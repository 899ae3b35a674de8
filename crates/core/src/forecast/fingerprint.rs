//! Content fingerprint over {schedule, chat}
//!
//! Only `(id, title, days, startTime, endTime)` of each activity and
//! `(role, content)` of each message take part. The schedule is ordered by
//! id, the chat keeps its chronological order.

use daybook_domain::constants::HASH_PREFIX_LEN;
use daybook_domain::{Activity, ChatMessage, ChatRole, ClockTime, DaybookError, Result};
use serde::Serialize;
use sha2::{Digest, Sha256};

#[derive(Serialize)]
#[serde(rename_all = "camelCase")]
struct CanonicalActivity<'a> {
    id: u64,
    title: &'a str,
    days: Vec<&'static str>,
    start_time: ClockTime,
    end_time: ClockTime,
}

#[derive(Serialize)]
struct CanonicalMessage<'a> {
    role: ChatRole,
    content: &'a str,
}

#[derive(Serialize)]
struct Canonical<'a> {
    schedule: Vec<CanonicalActivity<'a>>,
    chat: Vec<CanonicalMessage<'a>>,
}

/// Deterministic serialization of the fingerprint inputs.
pub fn canonicalize(activities: &[Activity], messages: &[ChatMessage]) -> Result<Vec<u8>> {
    let mut schedule: Vec<CanonicalActivity<'_>> = activities
        .iter()
        .map(|activity| CanonicalActivity {
            id: activity.id,
            title: &activity.title,
            days: activity.days.iter().map(|day| day.label()).collect(),
            start_time: activity.start_time,
            end_time: activity.end_time,
        })
        .collect();
    schedule.sort_by_key(|entry| entry.id);

    let chat = messages
        .iter()
        .map(|message| CanonicalMessage { role: message.role, content: &message.content })
        .collect();

    serde_json::to_vec(&Canonical { schedule, chat })
        .map_err(|err| DaybookError::Internal(format!("failed to canonicalize forecast inputs: {err}")))
}

/// Hex-encoded SHA-256 of [`canonicalize`].
pub fn content_hash(activities: &[Activity], messages: &[ChatMessage]) -> Result<String> {
    let canonical = canonicalize(activities, messages)?;
    Ok(hex::encode(Sha256::digest(&canonical)))
}

/// Short form reported by the status probe.
pub fn hash_prefix(hash: &str) -> String {
    hash.chars().take(HASH_PREFIX_LEN).collect()
}

#[cfg(test)]
mod tests {
    use daybook_domain::{ActivityStatus, DayOfWeek};

    use super::*;

    fn activity(id: u64, title: &str, start: &str, end: &str) -> Activity {
        Activity {
            id,
            title: title.into(),
            start_time: start.parse().unwrap(),
            end_time: end.parse().unwrap(),
            description: String::new(),
            location: String::new(),
            attendees: vec![],
            tags: vec![],
            days: vec![DayOfWeek::Monday],
            status: ActivityStatus::Pending,
            color: "#60A5FA".into(),
            external_event_id: None,
            external_event_link: None,
        }
    }

    #[test]
    fn canonical_form_is_fixed() {
        let bytes = canonicalize(
            &[activity(1, "Gym", "06:00", "07:00")],
            &[ChatMessage::new(ChatRole::User, "hi")],
        )
        .unwrap();
        assert_eq!(
            String::from_utf8(bytes).unwrap(),
            r#"{"schedule":[{"id":1,"title":"Gym","days":["Monday"],"startTime":"06:00","endTime":"07:00"}],"chat":[{"role":"user","content":"hi"}]}"#
        );
    }

    #[test]
    fn insertion_order_does_not_matter() {
        let a = activity(1, "Gym", "06:00", "07:00");
        let b = activity(2, "Read", "08:00", "08:30");
        assert_eq!(
            content_hash(&[a.clone(), b.clone()], &[]).unwrap(),
            content_hash(&[b, a], &[]).unwrap()
        );
    }

    #[test]
    fn projected_fields_change_the_hash() {
        let base = activity(1, "Gym", "10:00", "11:00");
        let h = content_hash(&[base.clone()], &[]).unwrap();

        let mut moved = base.clone();
        moved.start_time = "11:00".parse().unwrap();
        assert_ne!(content_hash(&[moved], &[]).unwrap(), h);

        let mut renamed = base.clone();
        renamed.title = "Swim".into();
        assert_ne!(content_hash(&[renamed], &[]).unwrap(), h);

        let mut other_day = base.clone();
        other_day.days = vec![DayOfWeek::Tuesday];
        assert_ne!(content_hash(&[other_day], &[]).unwrap(), h);
    }

    #[test]
    fn unprojected_fields_do_not_change_the_hash() {
        let base = activity(1, "Gym", "10:00", "11:00");
        let mut decorated = base.clone();
        decorated.location = "Downtown".into();
        decorated.color = "#F87171".into();
        decorated.status = ActivityStatus::Completed;
        decorated.external_event_id = Some("evt".into());

        assert_eq!(content_hash(&[base], &[]).unwrap(), content_hash(&[decorated], &[]).unwrap());
    }

    #[test]
    fn chat_order_matters() {
        let first = ChatMessage::new(ChatRole::User, "one");
        let second = ChatMessage::new(ChatRole::Assistant, "two");
        assert_ne!(
            content_hash(&[], &[first.clone(), second.clone()]).unwrap(),
            content_hash(&[], &[second, first]).unwrap()
        );
    }

    #[test]
    fn hash_is_hex_sha256() {
        let hash = content_hash(&[], &[]).unwrap();
        assert_eq!(hash.len(), 64);
        assert!(hash.chars().all(|c| c.is_ascii_hexdigit()));
        assert_eq!(hash_prefix(&hash).len(), 8);
    }
}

Task item: Keeping every line exactly as it is, retype the listing.

Task result:
repository 899ae3b35a674de8
filename crates/core/src/forecast/fingerprint.rs
//! Content fingerprint over {schedule, chat}
//!
//! Only `(id, title, days, startTime, endTime)` of each activity and
//! `(role, content)` of each message take part. The schedule is ordered by
//! id, the chat keeps its chronological order.

use daybook_domain::constants::HASH_PREFIX_LEN;
use daybook_domain::{Activity, ChatMessage, ChatRole, ClockTime, DaybookError, Result};
use serde::Serialize;
use sha2::{Digest, Sha256};

#[derive(Serialize)]
#[serde(rename_all = "camelCase")]
struct CanonicalActivity<'a> {
    id: u64,
    title: &'a str,
    days: Vec<&'static str>,
    start_time: ClockTime,
    end_time: ClockTime,
}

#[derive(Serialize)]
struct CanonicalMessage<'a> {
    role: ChatRole,
    content: &'a str,
}

#[derive(Serialize)]
struct Canonical<'a> {
    schedule: Vec<CanonicalActivity<'a>>,
    chat: Vec<CanonicalMessage<'a>>,
}

/// Deterministic serialization of the fingerprint inputs.
pub fn canonicalize(activities: &[Activity], messages: &[ChatMessage]) -> Result<Vec<u8>> {
    let mut schedule: Vec<CanonicalActivity<'_>> = activities
        .iter()
        .map(|activity| CanonicalActivity {
            id: activity.id,
            title: &activity.title,
            days: activity.days.iter().map(|day| day.label()).collect(),
            start_time: activity.start_time,
            end_time: activity.end_time,
        })
        .collect();
    schedule.sort_by_key(|entry| entry.id);

    let chat = messages
        .iter()
        .map(|message| CanonicalMessage { role: message.role, content: &message.content })
        .collect();

    serde_json::to_vec(&Canonical { schedule, chat })
        .map_err(|err| DaybookError::Internal(format!("failed to canonicalize forecast inputs: {err}")))
}

/// Hex-encoded SHA-256 of [`canonicalize`].
pub fn content_hash(activities: &[Activity], messages: &[ChatMessage]) -> Result<String> {
    let canonical = canonicalize(activities, messages)?;
    Ok(hex::encode(Sha256::digest(&canonical)))
}

/// Short form reported by the status probe.
pub fn hash_prefix(hash: &str) -> String {
    hash.chars().take(HASH_PREFIX_LEN).collect()
}

#[cfg(test)]
mod tests {
    use daybook_domain::{ActivityStatus, DayOfWeek};

    use super::*;

    fn activity(id: u64, title: &str, start: &str, end: &str) -> Activity {
        Activity {
            id,
            title: title.into(),
            start_time: start.parse().unwrap(),
            end_time: end.parse().unwrap(),
            description: String::new(),
            location: String::new(),
            attendees: vec![],
            tags: vec![],
            days: vec![DayOfWeek::Monday],
            status: ActivityStatus::Pending,
            color: "#60A5FA".into(),
            external_event_id: None,
            external_event_link: None,
        }
    }

    #[test]
    fn canonical_form_is_fixed() {
        let bytes = canonicalize(
            &[activity(1, "Gym", "06:00", "07:00")],
            &[ChatMessage::new(ChatRole::User, "hi")],
        )
        .unwrap();
        assert_eq!(
            String::from_utf8(bytes).unwrap(),
            r#"{"schedule":[{"id":1,"title":"Gym","days":["Monday"],"startTime":"06:00","endTime":"07:00"}],"chat":[{"role":"user","content":"hi"}]}"#
        );
    }

    #[test]
    fn insertion_order_does_not_matter() {
        let a = activity(1, "Gym", "06:00", "07:00");
        let b = activity(2, "Read", "08:00", "08:30");
        assert_eq!(
            content_hash(&[a.clone(), b.clone()], &[]).unwrap(),
            content_hash(&[b, a], &[]).unwrap()
        );
    }

    #[test]
    fn projected_fields_change_the_hash() {
        let base = activity(1, "Gym", "10:00", "11:00");
        let h = content_hash(&[base.clone()], &[]).unwrap();

        let mut moved = base.clone();
        moved.start_time = "11:00".parse().unwrap();
        assert_ne!(content_hash(&[moved], &[]).unwrap(), h);

        let mut renamed = base.clone();
        renamed.title = "Swim".into();
        assert_ne!(content_hash(&[renamed], &[]).unwrap(), h);

        let mut other_day = base.clone();
        other_day.days = vec![DayOfWeek::Tuesday];
        assert_ne!(content_hash(&[other_day], &[]).unwrap(), h);
    }

    #[test]
    fn unprojected_fields_do_not_change_the_hash() {
        let base = activity(1, "Gym", "10:00", "11:00");
        let mut decorated = base.clone();
        decorated.location = "Downtown".into();
        decorated.color = "#F87171".into();
        decorated.status = ActivityStatus::Completed;
        decorated.external_event_id = Some("evt".into());

        assert_eq!(content_hash(&[base], &[]).unwrap(), content_hash(&[decorated], &[]).unwrap());
    }

    #[test]
    fn chat_order_matters() {
        let first = ChatMessage::new(ChatRole::User, "one");
        let second = ChatMessage::new(ChatRole::Assistant, "two");
        assert_ne!(
            content_hash(&[], &[first.clone(), second.clone()]).unwrap(),
            content_hash(&[], &[second, first]).unwrap()
        );
    }

    #[test]
    fn hash_is_hex_sha256() {
        let hash = content_hash(&[], &[]).unwrap();
        assert_eq!(hash.len(), 64);
        assert!(hash.chars().all(|c| c.is_ascii_hexdigit()));
        assert_eq!(hash_prefix(&hash).len(), 8);
    }
}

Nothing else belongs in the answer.